Armenian Youth and Violence: A New Cycle of Genocide

Creative Commons/by Hoggarazzi

On a typical Wednesday evening in November, Mike Yepremyan, 19, did what thousands of other teenagers were doing across Los Angeles and the world: he sent a text message to his girlfriend, annoyed that she was choosing to hang out with a new friend instead of him.

Unlike other stories however, his ended three hours later, with a gunshot to his neck in the parking lot of a Sears store in North Hollywood over a disturbing dispute that never had to take place.

This wasn’t a hate crime. It wasn’t gang related. It didn’t even have anything to do with the fact that Mike’s girlfriend Denielle, whom he loved, was not Armenian.

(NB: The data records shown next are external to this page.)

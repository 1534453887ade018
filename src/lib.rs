//! callmap: a static call-graph mapper for PHP source trees
//!
//! callmap parses PHP files with tree-sitter, infers receiver types from
//! assignments and declared field types, and builds an in-memory call graph.
//! Two read-only projections sit on top of it:
//!
//! - **Sequence**: a depth-bounded trace from one entry method, rendered as a
//!   sequence diagram.
//! - **Aggregate**: the call graph folded into components (directory,
//!   composer package, or class), with weighted edges between them.
//!
//! # Pipeline
//!
//! ```text
//! ScanConfig ──scan──> CallGraph ──sequence::project──> SequenceTrace
//!                          │
//!                          └──ComponentGraph::from_call_graph──> ComponentGraph
//!                                                    └──aggregate::project──> AggregateView
//! ```
//!
//! # Resolution
//!
//! Names resolve against the file's namespace and `use` imports. Calls on
//! receivers whose type cannot be inferred produce no edge; free function
//! calls are kept as unresolved targets.
//!
//! # Determinism
//!
//! Files are scanned in sorted order and partial results are reduced in that
//! order, so repeated runs over the same tree produce identical output
//! regardless of `--jobs`.

pub mod common;
pub mod config;
pub mod diagnostics;
pub mod graph;
pub mod ingest;
pub mod output;
pub mod projection;
pub mod version;

pub use config::{Config, ConfigError};
pub use diagnostics::{DiagnosticStage, ScanDiagnostic, SkipReason};
pub use graph::{
    scan, CallEdge, CallGraph, CallKind, CallTarget, ComponentGraph, MethodKey, ScanConfig,
    ScanError, ScanOutcome, Visibility, Weighting,
};
pub use ingest::{extract_file, ExtractError, FileFacts};
pub use output::OutputFormat;
pub use projection::{AggregateOptions, AggregateView, ProjectionError, SequenceTrace};
pub use version::version;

It was, plain and simple, an Armenian on Armenian crime, where violence is a first resort and words and discussions fall on deaf ears, like silent bullets to the ground, where hot-blooded Armenian youth, with guns at their disposal and a temper to boot, fail to understand what they’re doing to each other is in many ways, a new Genocide.

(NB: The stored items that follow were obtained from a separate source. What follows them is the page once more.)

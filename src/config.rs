//! Configuration loading from `callmap.toml`.
//!
//! Every key is optional; explicit CLI flags override file values.
//!
//! ## Example
//!
//! ```toml
//! src = ["services/billing", "services/api"]
//! exclude = ["*/tests/*", "*/vendor/*"]
//! jobs = 4
//! cache = true
//!
//! [sequence]
//! depth = 4
//! entries = ["App\\Http\\OrderController::store"]
//!
//! [components]
//! policy = "package-name"
//! weighting = "unique"
//! granularity = "component"
//! max-edges = 40
//! edge-label = "all"
//! ```

use serde::Deserialize;
use std::path::{Path, PathBuf};
use thiserror::Error;

use crate::graph::{ComponentPolicy, Weighting};
use crate::projection::{EdgeDetail, EdgeLabel, Granularity};

/// File looked up in the working directory when `--config` is not given.
pub const DEFAULT_CONFIG_FILE: &str = "callmap.toml";

#[derive(Debug, Error)]
pub enum ConfigError {
    #[error("failed to read config file {path}: {source}")]
    Read {
        path: PathBuf,
        source: std::io::Error,
    },

    #[error("invalid config file {path}: {source}")]
    Parse {
        path: PathBuf,
        source: toml::de::Error,
    },
}

#[derive(Debug, Clone, Default, PartialEq, Eq, Deserialize)]
#[serde(rename_all = "kebab-case", deny_unknown_fields)]
pub struct Config {
    /// Config file this was read from
    #[serde(skip)]
    pub source: Option<PathBuf>,
    #[serde(default)]
    pub src: Vec<PathBuf>,
    #[serde(default)]
    pub exclude: Vec<String>,
    pub jobs: Option<usize>,
    pub cache: Option<bool>,
    #[serde(default)]
    pub sequence: SequenceConfig,
    #[serde(default)]
    pub components: ComponentsConfig,
}

#[derive(Debug, Clone, Default, PartialEq, Eq, Deserialize)]
#[serde(rename_all = "kebab-case", deny_unknown_fields)]
pub struct SequenceConfig {
    pub depth: Option<usize>,
    #[serde(default)]
    pub entries: Vec<String>,
}

#[derive(Debug, Clone, Default, PartialEq, Eq, Deserialize)]
#[serde(rename_all = "kebab-case", deny_unknown_fields)]
pub struct ComponentsConfig {
    pub policy: Option<ComponentPolicy>,
    pub weighting: Option<Weighting>,
    pub granularity: Option<Granularity>,
    pub max_edges: Option<usize>,
    pub edge_label: Option<EdgeLabel>,
    pub edge_detail: Option<EdgeDetail>,
}

impl Config {
    pub fn from_toml(content: &str, path: &Path) -> Result<Self, ConfigError> {
        let mut config: Config = toml::from_str(content).map_err(|source| ConfigError::Parse {
            path: path.to_path_buf(),
            source,
        })?;
        config.source = Some(path.to_path_buf());

        // Relative source roots are relative to the config file.
        if let Some(base) = path.parent() {
            for root in &mut config.src {
                if root.is_relative() {
                    *root = base.join(&*root);
                }
            }
        }
        Ok(config)
    }

    pub fn load(path: &Path) -> Result<Self, ConfigError> {
        let content = std::fs::read_to_string(path).map_err(|source| ConfigError::Read {
            path: path.to_path_buf(),
            source,
        })?;
        Self::from_toml(&content, path)
    }

    /// `callmap.toml` in `dir` if it exists, otherwise defaults.
    pub fn discover(dir: &Path) -> Result<Self, ConfigError> {
        let candidate = dir.join(DEFAULT_CONFIG_FILE);
        if candidate.is_file() {
            tracing::debug!(path = %candidate.display(), "loading config");
            Self::load(&candidate)
        } else {
            Ok(Self::default())
        }
    }
}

The details of this sordid story are revealed eloquently in this Los Angeles Times article, which I urge you to read.

They had met up with friends for dinner in Glendale earlier in the evening. To avoid rush-hour traffic, they decided to kill time at a tobacco lounge in Burbank, a delay Denielle explained to Mike via text message. The girls were parked at a gas station in Kat’s pearl-white Infiniti when Mike’s response lit up Denielle’s iPhone, tucked in the cup holder:

“Every time u hang out with that bitch u guys get hookah. Is there something cool bout her n hookah that u enjoy so much?”

In interviews and in courtroom testimony, Denielle described what happened next:

Kat peered at the phone’s screen.

“Oh, I’m a bitch, huh?” she snapped.

Denielle tried to calm her, but Kat grew irate. She grabbed Denielle’s phone and scrolled down to Mike’s number.

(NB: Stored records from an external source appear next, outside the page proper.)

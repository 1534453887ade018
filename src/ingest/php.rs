//! PHP call extraction using tree-sitter-php.
//!
//! Walks one syntax tree and produces the classes, methods and call edges
//! declared in that translation unit. Resolution state travels down the walk
//! as explicit [`FileScope`] / [`ClassScope`] / [`MethodScope`] values.

use std::path::Path;
use tree_sitter::Node;

use crate::common::node_text;
use crate::graph::{CallEdge, CallKind, CallTarget, MethodKey, Visibility};
use crate::ingest::resolver::{ClassScope, FileScope, InferredType, MethodScope};
use crate::ingest::FileFacts;

/// Name of the PHP constructor method.
pub const CONSTRUCTOR: &str = "__construct";

/// Declarations that open a class scope.
const CLASS_LIKE: &[&str] = &[
    "class_declaration",
    "interface_declaration",
    "trait_declaration",
    "enum_declaration",
];

/// Node kinds that name a class in `new X`, `X::m()` and type positions.
const CLASS_NAME_KINDS: &[&str] = &["name", "qualified_name", "relative_name", "relative_scope"];

/// Extracts declarations and call edges from one PHP syntax tree.
///
/// Pure: input (path, source, tree) → output [`FileFacts`]. No filesystem
/// access.
pub struct PhpCallExtractor<'s> {
    source: &'s [u8],
    facts: FileFacts,
}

“My brother is gonna beat him up,” she said, according to Denielle’s testimony.

Kat picked up her own phone and dialed her sibling, Hovik Dzhuryan, switching to Armenian when he picked up. The words were incomprehensible to Denielle, until the end of the call.

Later, Mike received a call asking him what proof he had that Denielle’s friend was a bitch. Hours later, he was beaten and then later shot. The shooter has not been identified. The driver of the car carrying the shooter is believed to have fled to Armenia, which does not have an extradition treaty with the U.S., and hopes for justice remain up in the air.

Six months after Mike was shot and killed, Nerses Galstyan was attending a remembrance service for a friend, when tired of being disrespected, he allegedly shot and killed four others at a Middle Eastern restaurant in Valley Village, Los Angeles.

Unfortunately, these types of  stories involving Armenian youth are becoming all too common. So many questions remain unanswered after the shock and anger wears off. Why is this happening? Why are they carrying guns? Who is instilling in these children to use fists instead of words? How does this mentality arrive in them?  What makes it OK to take another person’s life away in the blink of an eye? Over a text message? Over trying to protect a girl’s “honor”? Where is this hot-blooded rage and machismo rooted – poverty, drug abuse, domestic violence, discrimination? Where and why?

Most importantly, how do we make it stop?

These are our real problems. These. Not recognition of the Armenian Genocide, but the stopping of a new kind of Genocide – our own against our own. These are the problems we need to be concerned about. Turkey could turn around tomorrow and admit that 1.5 million Armenians were killed and Armenians immigrating to this country for a better life, will outlive their children who get tangled up in unnecessary and idiotic arguments over typical teenage text messages and end up dead in parking lots across Los Angeles.

Our problems are the problems of all others. There is violence in Armenian communities – against women, against marginal groups and most sad of all, against each other and the sooner we can recognize that, the sooner we can work on making the difference in the lives of young, impressionable children before they grow up and think that solving problems means killing people.

We need to put the Genocide aside, and concentrate on solving these problems before more Armenian youth end up dead.

Armenians, this is a cry for help. Please listen.  Let the work to make a difference in the lives of Armenians that are still LIVING be your priority, before more teenagers pick up guns, before more women become abused, before things get worse.

Haven’t you had enough? I have.

Note: While the term “Genocide” is defined more or less as the systematic destruction of an ethnic group, it should be interpreted in this case as a symbolic term, rather than a literal one. It’s use in this post was not meant to compare the Armenian Genocide to homicidal violence of Armenians against Armenians fundamentally or belittle it, but to stress the urgency and importance of this issue figuratively.